Da Natura ed Arte, anno V, fascicolo XIII, 1° giugno 1895 con l’indicazione: Labirinto, Lib. IV, “Auspici”.

Vedi tu come, non ancor dal fumo
dei pensieri il cervello annebbiato,
al tuo spirito (l’alba t’ha destato)
io vita, io mondo un altro aspetto assumo?….

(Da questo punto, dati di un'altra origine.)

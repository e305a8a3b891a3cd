//! Provider adapters: one [`Adapter`] implementation per cloud, wrapping
//! that cloud's SDK client bundle and resource-naming convention behind
//! a common interface so the orchestrator and layer strategies never
//! branch on provider identity directly.

use async_trait::async_trait;
use serde::{Deserialize, Serialize};
use serde_json::Value;

use crate::error::{DeployerError, Result};

pub mod aws;
pub mod azure;
pub mod gcp;

/// The closed set of supported clouds. Adding a fourth provider means
/// adding a variant here, a registry factory, and an adapter module —
/// callers match exhaustively rather than treating provider identity as
/// an open string.
#[derive(Debug, Clone, Copy, PartialEq, Eq, Hash, Serialize, Deserialize)]
#[serde(rename_all = "lowercase")]
pub enum ProviderKind {
    Aws,
    Azure,
    Gcp,
}

impl ProviderKind {
    pub fn as_str(&self) -> &'static str {
        match self {
            ProviderKind::Aws => "aws",
            ProviderKind::Azure => "azure",
            ProviderKind::Gcp => "gcp",
        }
    }

    pub fn parse(value: &str) -> Result<Self> {
        match value {
            "aws" => Ok(ProviderKind::Aws),
            "azure" => Ok(ProviderKind::Azure),
            "gcp" | "google" => Ok(ProviderKind::Gcp),
            other => Err(DeployerError::ProviderNotFound {
                requested: other.to_string(),
                available: vec!["aws".into(), "azure".into(), "gcp".into()],
            }),
        }
    }
}

impl std::fmt::Display for ProviderKind {
    fn fmt(&self, f: &mut std::fmt::Formatter<'_>) -> std::fmt::Result {
        write!(f, "{}", self.as_str())
    }
}

/// Raw per-provider credential payload, as loaded from
/// `config_credentials.json`. Shape is provider-specific (access keys
/// for AWS, a service principal for Azure, a service-account JSON key
/// for GCP) so it stays an untyped JSON value until an adapter parses
/// the fields it needs.
pub type Credentials = Value;

/// Common interface every cloud adapter implements: client
/// initialization, resource naming, and existence checks. Layer-level
/// deploy/destroy operations live in `strategy::LayerStrategy`, not
/// here — the adapter is the thin SDK/naming layer underneath it.
#[async_trait]
pub trait Adapter: Send + Sync {
    fn kind(&self) -> ProviderKind;

    /// Initializes SDK clients from credentials and binds the twin name
    /// used for resource naming. Must be called before any other method.
    async fn initialize_clients(&mut self, credentials: &Credentials, twin_name: &str) -> Result<()>;

    /// Builds the resource name for `resource_type` (e.g. "ingestion_lambda",
    /// "hot_table") following this provider's naming convention.
    fn get_resource_name(&self, resource_type: &str, suffix: &str) -> String;

    /// Returns true if the twin's top-level resource (workspace,
    /// resource group, or project marker) already exists.
    async fn twin_exists(&self) -> Result<bool>;
}

/// Constructs a fresh, uninitialized adapter for `kind`. `initialize_clients`
/// must be called before use.
pub fn new_adapter(kind: ProviderKind) -> Box<dyn Adapter> {
    match kind {
        ProviderKind::Aws => Box::new(aws::AwsAdapter::new()),
        ProviderKind::Azure => Box::new(azure::AzureAdapter::new()),
        ProviderKind::Gcp => Box::new(gcp::GcpAdapter::new()),
    }
}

Ti parlerò meglio all’aperto: vieni!
fuori le porte de l’a te funesta
città! Slarga il tuo petto intanto a questa
aura ristoratrice. Ecco i miei beni:

l’aria, il verde, la luce… non le case
degli uomini ammucchiate! non le oscure
chiese, o le sedi socïali impure,
d’ogni viltà, d’ogni miseria invase!

Ben venga a te, che questa mane, avanti
che il sol nascesse, abbandonavi il letto;
e fuori or vieni insolito diletto
a trâr da me, come da strani incanti.

Guarda! Nel sogno de la terra assorti,
sorgono a l’aria gli alberi: li scuote
invano il vento, invano li percuote
la pioggia… Forte, come lor son forti,

non sei tu in me! Nel grembo mio profondo
stendi le tue radici. Tu potrai
vivermi sempre, non morir giammai,
abbracciar tutto e divenire il mondo!

Non tendi a questo? Gli alberi tue membra
saran; la terra, il corpo; in ogni fiume
le tue vene, il tuo spirito nel lume
del dí vedrai… Già divenir ti sembra

quel che vedi… Lo senti? Orbene, questo
che tu senti son io: sono te stesso;
di me tu vivi, io di te vivo. Adesso
ritorna in mezzo agli uomini modesto,

ne la città rientra. Primavera
nuova presto verrà. Bisbiglia intanto
a chi ti passa triste e fosco a canto,
come un augurio, ne l’orecchio: – Spera.